Sharing ones prosperity with those less prosperous, volunteering ones time at the local food bank, mentoring an underpriveldged youth in inner city Hartford, isn't about "miracles", the dead rising, eternal damnation for not believing in the prescribed myth, or reward for believing, nor about shunning secular knowledge.
It's about treating others with empathy, just like you'd like to be treated if you were in the same position. Wanna know who said that? Buddha...500 years before Jesus... and he wasn't a god, nor did he believe in gods.

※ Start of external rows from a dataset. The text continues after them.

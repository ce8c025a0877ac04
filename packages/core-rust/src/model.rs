//! Domain records read and written by the orchestration layer.
//!
//! Only the fields that the pipeline, strategies, and commands care about are
//! modelled here. Persistence schema and DTO shapes belong to the store.

use chrono::NaiveDate;
use serde::{Deserialize, Serialize};

use crate::types::{
    ActorId, CampaignId, ClaimId, InquiryId, Money, PaymentId, PolicyId, PolicyOfferId,
};

// ---------------------------------------------------------------------------
// Actor
// ---------------------------------------------------------------------------

/// Role tag assigned to an actor.
#[derive(Debug, Clone, Copy, PartialEq, Eq, Hash, Serialize, Deserialize)]
#[serde(rename_all = "SCREAMING_SNAKE_CASE")]
pub enum Role {
    Customer,
    Policyholder,
    CustomerServiceOfficer,
    ClaimsProcessing,
    Marketing,
    Hr,
    Admin,
}

/// A user account able to initiate operations.
#[derive(Debug, Clone, PartialEq, Eq, Serialize, Deserialize)]
pub struct Actor {
    pub id: ActorId,
    pub username: String,
    pub name: String,
    /// Contact address used for out-of-band notifications.
    pub email: String,
    pub phone: Option<String>,
    /// Postal address or other free-form contact detail.
    pub contact: Option<String>,
    /// Inactive actors may not initiate any pipeline operation.
    pub active: bool,
    pub role: Role,
}

// ---------------------------------------------------------------------------
// Policies
// ---------------------------------------------------------------------------

#[derive(Debug, Clone, Copy, PartialEq, Eq, Hash, Serialize, Deserialize)]
#[serde(rename_all = "SCREAMING_SNAKE_CASE")]
pub enum PolicyStatus {
    Active,
    Lapsed,
    Cancelled,
    Expired,
}

/// An issued policy owned by exactly one holder.
#[derive(Debug, Clone, PartialEq, Eq, Serialize, Deserialize)]
pub struct Policy {
    pub id: PolicyId,
    pub policy_number: String,
    pub holder: ActorId,
    pub status: PolicyStatus,
    pub premium: Money,
    pub coverage: String,
    pub start_date: NaiveDate,
    pub end_date: NaiveDate,
}

/// Fields needed to issue a new policy; the store assigns the id.
#[derive(Debug, Clone, PartialEq, Eq)]
pub struct NewPolicy {
    pub policy_number: String,
    pub holder: ActorId,
    pub status: PolicyStatus,
    pub premium: Money,
    pub coverage: String,
    pub start_date: NaiveDate,
    pub end_date: NaiveDate,
}

/// A purchasable catalog entry. `price` is `None` when pricing has not been
/// configured yet.
#[derive(Debug, Clone, PartialEq, Eq, Serialize, Deserialize)]
pub struct PolicyOffer {
    pub id: PolicyOfferId,
    pub coverage_type: String,
    pub description: String,
    pub price: Option<Money>,
}

// ---------------------------------------------------------------------------
// Claims
// ---------------------------------------------------------------------------

#[derive(Debug, Clone, Copy, PartialEq, Eq, Hash, Serialize, Deserialize)]
#[serde(rename_all = "SCREAMING_SNAKE_CASE")]
pub enum ClaimStatus {
    Pending,
    Approved,
    Rejected,
    Paid,
}

impl ClaimStatus {
    #[must_use]
    pub fn as_str(self) -> &'static str {
        match self {
            ClaimStatus::Pending => "PENDING",
            ClaimStatus::Approved => "APPROVED",
            ClaimStatus::Rejected => "REJECTED",
            ClaimStatus::Paid => "PAID",
        }
    }
}

#[derive(Debug, Clone, PartialEq, Eq, Serialize, Deserialize)]
pub struct Claim {
    pub id: ClaimId,
    pub claim_number: String,
    pub policy_id: PolicyId,
    pub amount: Money,
    pub status: ClaimStatus,
    pub claim_date: NaiveDate,
    pub notes: String,
    pub document_path: String,
}

#[derive(Debug, Clone, PartialEq, Eq)]
pub struct NewClaim {
    pub claim_number: String,
    pub policy_id: PolicyId,
    pub amount: Money,
    pub status: ClaimStatus,
    pub claim_date: NaiveDate,
    pub notes: String,
    pub document_path: String,
}

// ---------------------------------------------------------------------------
// Payments
// ---------------------------------------------------------------------------

#[derive(Debug, Clone, Copy, PartialEq, Eq, Hash, Serialize, Deserialize)]
#[serde(rename_all = "SCREAMING_SNAKE_CASE")]
pub enum PaymentStatus {
    Pending,
    Paid,
    Overdue,
    Failed,
}

impl PaymentStatus {
    #[must_use]
    pub fn as_str(self) -> &'static str {
        match self {
            PaymentStatus::Pending => "PENDING",
            PaymentStatus::Paid => "PAID",
            PaymentStatus::Overdue => "OVERDUE",
            PaymentStatus::Failed => "FAILED",
        }
    }
}

#[derive(Debug, Clone, PartialEq, Eq, Serialize, Deserialize)]
pub struct Payment {
    pub id: PaymentId,
    pub policy_id: PolicyId,
    pub amount: Money,
    pub due_date: NaiveDate,
    /// Settlement date; `None` while unpaid.
    pub payment_date: Option<NaiveDate>,
    pub status: PaymentStatus,
}

#[derive(Debug, Clone, PartialEq, Eq)]
pub struct NewPayment {
    pub policy_id: PolicyId,
    pub amount: Money,
    pub due_date: NaiveDate,
    pub payment_date: Option<NaiveDate>,
    pub status: PaymentStatus,
}

// ---------------------------------------------------------------------------
// Inquiries
// ---------------------------------------------------------------------------

#[derive(Debug, Clone, Copy, PartialEq, Eq, Hash, Serialize, Deserialize)]
#[serde(rename_all = "SCREAMING_SNAKE_CASE")]
pub enum InquiryStatus {
    Open,
    InProgress,
    Resolved,
    Closed,
}

impl InquiryStatus {
    #[must_use]
    pub fn as_str(self) -> &'static str {
        match self {
            InquiryStatus::Open => "OPEN",
            InquiryStatus::InProgress => "IN_PROGRESS",
            InquiryStatus::Resolved => "RESOLVED",
            InquiryStatus::Closed => "CLOSED",
        }
    }
}

#[derive(Debug, Clone, PartialEq, Eq, Serialize, Deserialize)]
pub struct Inquiry {
    pub id: InquiryId,
    pub customer_id: ActorId,
    pub inquiry_type: String,
    pub title: String,
    pub description: String,
    pub status: InquiryStatus,
    pub resolution_date: Option<NaiveDate>,
}

#[derive(Debug, Clone, PartialEq, Eq)]
pub struct NewInquiry {
    pub customer_id: ActorId,
    pub inquiry_type: String,
    pub title: String,
    pub description: String,
    pub status: InquiryStatus,
}

// ---------------------------------------------------------------------------
// Campaigns
// ---------------------------------------------------------------------------

/// Delivery channel of a marketing campaign. Campaign strategies select on it.
#[derive(Debug, Clone, Copy, PartialEq, Eq, Hash, Serialize, Deserialize)]
#[serde(rename_all = "SCREAMING_SNAKE_CASE")]
pub enum CampaignChannel {
    Email,
    Sms,
    SocialMedia,
}

impl CampaignChannel {
    #[must_use]
    pub fn as_str(self) -> &'static str {
        match self {
            CampaignChannel::Email => "EMAIL",
            CampaignChannel::Sms => "SMS",
            CampaignChannel::SocialMedia => "SOCIAL_MEDIA",
        }
    }
}

#[derive(Debug, Clone, PartialEq, Eq, Serialize, Deserialize)]
pub struct Campaign {
    pub id: CampaignId,
    pub name: String,
    pub channel: CampaignChannel,
    pub description: Option<String>,
    pub target_segment: Option<String>,
    pub start_date: Option<NaiveDate>,
    pub end_date: Option<NaiveDate>,
}

#[derive(Debug, Clone, PartialEq, Eq)]
pub struct NewCampaign {
    pub name: String,
    pub channel: CampaignChannel,
    pub description: Option<String>,
    pub target_segment: Option<String>,
    pub start_date: Option<NaiveDate>,
    pub end_date: Option<NaiveDate>,
}

// ---------------------------------------------------------------------------
// Audit
// ---------------------------------------------------------------------------

/// One audit-trail record written after a successful operation.
#[derive(Debug, Clone, PartialEq, Eq, Serialize, Deserialize)]
pub struct AuditEntry {
    pub actor_id: ActorId,
    /// Operation name, e.g. `"claim_submission"`.
    pub action: String,
    pub details: String,
    /// Milliseconds since Unix epoch.
    pub at: u64,
}
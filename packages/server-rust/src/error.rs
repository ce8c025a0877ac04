//! Error taxonomy for the orchestration core.

use healthins_core::ActorId;

/// Errors surfaced to callers of pipelines, registries, commands, and facades.
///
/// Validation variants (`ActorNotFound` through `InvalidState`) are local
/// failures that are reported verbatim and never retried. Collaborator
/// failures travel through [`OperationError::Store`] untouched.
#[derive(Debug, thiserror::Error)]
pub enum OperationError {
    #[error("actor {0} not found")]
    ActorNotFound(ActorId),
    #[error("actor {0} is inactive")]
    ActorInactive(ActorId),
    #[error("invalid request: {0}")]
    InvalidRequest(String),
    #[error("forbidden: {0}")]
    Forbidden(String),
    #[error("invalid state: {0}")]
    InvalidState(String),
    #[error("{kind} {id} not found")]
    ResourceNotFound { kind: &'static str, id: String },
    #[error("unsupported type: {0}")]
    UnsupportedType(String),
    #[error("no strategy found for campaign type: {0}")]
    NoStrategyForCampaignType(String),
    #[error("campaign {subject} matches multiple strategies: {candidates:?}")]
    AmbiguousStrategy {
        subject: String,
        candidates: Vec<String>,
    },
    #[error("undo not supported for this command")]
    UndoNotSupported,
    #[error("no snapshot available: command has not been executed")]
    NoSnapshotAvailable,
    #[error("nothing to undo: snapshot already restored")]
    NothingToUndo,
    #[error(transparent)]
    Store(#[from] anyhow::Error),
}

impl OperationError {
    /// Shorthand for [`OperationError::ResourceNotFound`].
    pub fn not_found(kind: &'static str, id: impl ToString) -> Self {
        OperationError::ResourceNotFound {
            kind,
            id: id.to_string(),
        }
    }

    /// Stable short label used for span fields and metrics.
    #[must_use]
    pub fn kind(&self) -> &'static str {
        match self {
            OperationError::ActorNotFound(_) => "actor_not_found",
            OperationError::ActorInactive(_) => "actor_inactive",
            OperationError::InvalidRequest(_) => "invalid_request",
            OperationError::Forbidden(_) => "forbidden",
            OperationError::InvalidState(_) => "invalid_state",
            OperationError::ResourceNotFound { .. } => "resource_not_found",
            OperationError::UnsupportedType(_) => "unsupported_type",
            OperationError::NoStrategyForCampaignType(_) => "no_strategy",
            OperationError::AmbiguousStrategy { .. } => "ambiguous_strategy",
            OperationError::UndoNotSupported => "undo_not_supported",
            OperationError::NoSnapshotAvailable => "no_snapshot",
            OperationError::NothingToUndo => "nothing_to_undo",
            OperationError::Store(_) => "store",
        }
    }
}

/// Startup configuration errors raised while wiring registries.
#[derive(Debug, thiserror::Error)]
pub enum RegistryError {
    #[error("duplicate strategy key: {key}")]
    DuplicateKey { key: String },
}

#[cfg(test)]
mod tests {
    use super::*;

    #[test]
    fn store_errors_keep_their_message() {
        let err: OperationError = anyhow::anyhow!("connection reset").into();
        assert_eq!(err.to_string(), "connection reset");
        assert_eq!(err.kind(), "store");
    }

    #[test]
    fn resource_not_found_formats_kind_and_id() {
        let err = OperationError::not_found("policy", 42);
        assert_eq!(err.to_string(), "policy 42 not found");
    }

    #[test]
    fn actor_errors_name_the_actor() {
        assert_eq!(
            OperationError::ActorInactive(ActorId(7)).to_string(),
            "actor 7 is inactive"
        );
    }
}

That that message has been found, or renewed among Evangelical Christians is agood thing. There's no debate on that issue, unless they do it with a carrot and stick approach to proselytizing. But thats a whole nother discussion. :D
Hump
Thanks for all of the comments. I'm loving that all of us, regardless of our belief or unbelief, can find a common ground and purpose, agree, and most importantly -- act. I feel that this is essential especially at this present time. Thanks for all that you shared.
Jon, I think debate is healthy. I for one appreciate Drom and Fast Thumb's varying outlook on life. I learn a lot from their imput and they have taught me to look more deeply and critically at my personal beliefs and convictions. Far from bringing me to a place of straying from the teachings and faith in Jesus, by examining some of the challenges that they have presented to me, it has strengthened me as well as taught me that Christians and nonbelievers have a lot of common ground. We agree on many issues; morally, socially, and most importantly that it's not exclusively "ours" or "theirs". I'm thankful for their viewpoints and hope that they continue to share and debate.